── EXERCISE DATA ──
//! # Foldux Core
//!
//! Build state-transition functions from declarative maps of action
//! handlers.
//!
//! Instead of writing one reducer as a `match` over every action it
//! understands, describe the reactions as a map from action types to
//! handler functions. Construction flattens nested maps into
//! divider-joined paths, normalizes every handler into an explicit
//! success/failure pair, and folds the entries into a single transition
//! function that applies every matching handler in map order.
//!
//! ## Core Concepts
//!
//! - **Action**: one event driving one transition, with a type, an
//!   optional payload, and a failure flag
//! - **`ActionType`**: the closed set of key shapes (strings, symbols,
//!   creator identities) shared by actions and handler maps
//! - **`HandlerMap`**: an ordered, possibly nested map from action types
//!   to handler definitions
//! - **Reducer**: the assembled transition function
//!   `(Option<State>, &Action) -> State` with a required default state
//! - **`ActionCreators`**: hierarchically namespaced factories minting
//!   actions that match by identity rather than by spelling
//!
//! ## Example
//!
//! ```
//! use foldux_core::{create_reducer, Action, HandlerMap};
//!
//! #[derive(Clone, Debug, PartialEq)]
//! struct CounterState {
//!     counter: i64,
//! }
//!
//! let reducer = create_reducer(
//!     HandlerMap::new()
//!         .on("increment", |state: CounterState, action: &Action<i64>| CounterState {
//!             counter: state.counter + action.payload().copied().unwrap_or(0),
//!         })
//!         .on("decrement", |state, action| CounterState {
//!             counter: state.counter - action.payload().copied().unwrap_or(0),
//!         }),
//!     CounterState { counter: 0 },
//! )?;
//!
//! let state = reducer.reduce(
//!     Some(CounterState { counter: 3 }),
//!     &Action::new("increment").with_payload(7),
//! );
//! assert_eq!(state, CounterState { counter: 10 });
//! # Ok::<(), foldux_core::ConfigError>(())
//! ```

/// Actions and the identities that address them.
pub mod action;
/// Action creators and their namespaced registries.
pub mod creator;
/// Construction-time error types.
pub mod error;
/// Handler definitions and their normalized form.
pub mod handler;
/// Nested handler maps, options, and flattening.
pub mod handler_map;
/// Declarative construction macros.
pub mod map_macros;
/// Reducer assembly from flattened maps.
pub mod reducer;

pub use action::{Action, ActionType, Symbol};
pub use creator::{ActionCreator, ActionCreators, ActionNames};
pub use error::ConfigError;
pub use handler::{Handler, HandlerFn, NormalizedHandler};
pub use handler_map::{flatten_handler_map, FlatHandlerMap, HandlerMap, MapOptions};
pub use reducer::{create_reducer, FailurePredicate, Reducer, ReducerBuilder};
───
TASK DETAILS => Take the line above containing "pub mod error;", the line containing "pub use error::ConfigError;", and all lines in between, and copy them exactly without anything else.

ANSWER TO THE EXERCISE =>
pub mod error;
/// Handler definitions and their normalized form.
pub mod handler;
/// Nested handler maps, options, and flattening.
pub mod handler_map;
/// Declarative construction macros.
pub mod map_macros;
/// Reducer assembly from flattened maps.
pub mod reducer;

pub use action::{Action, ActionType, Symbol};
pub use creator::{ActionCreator, ActionCreators, ActionNames};
pub use error::ConfigError;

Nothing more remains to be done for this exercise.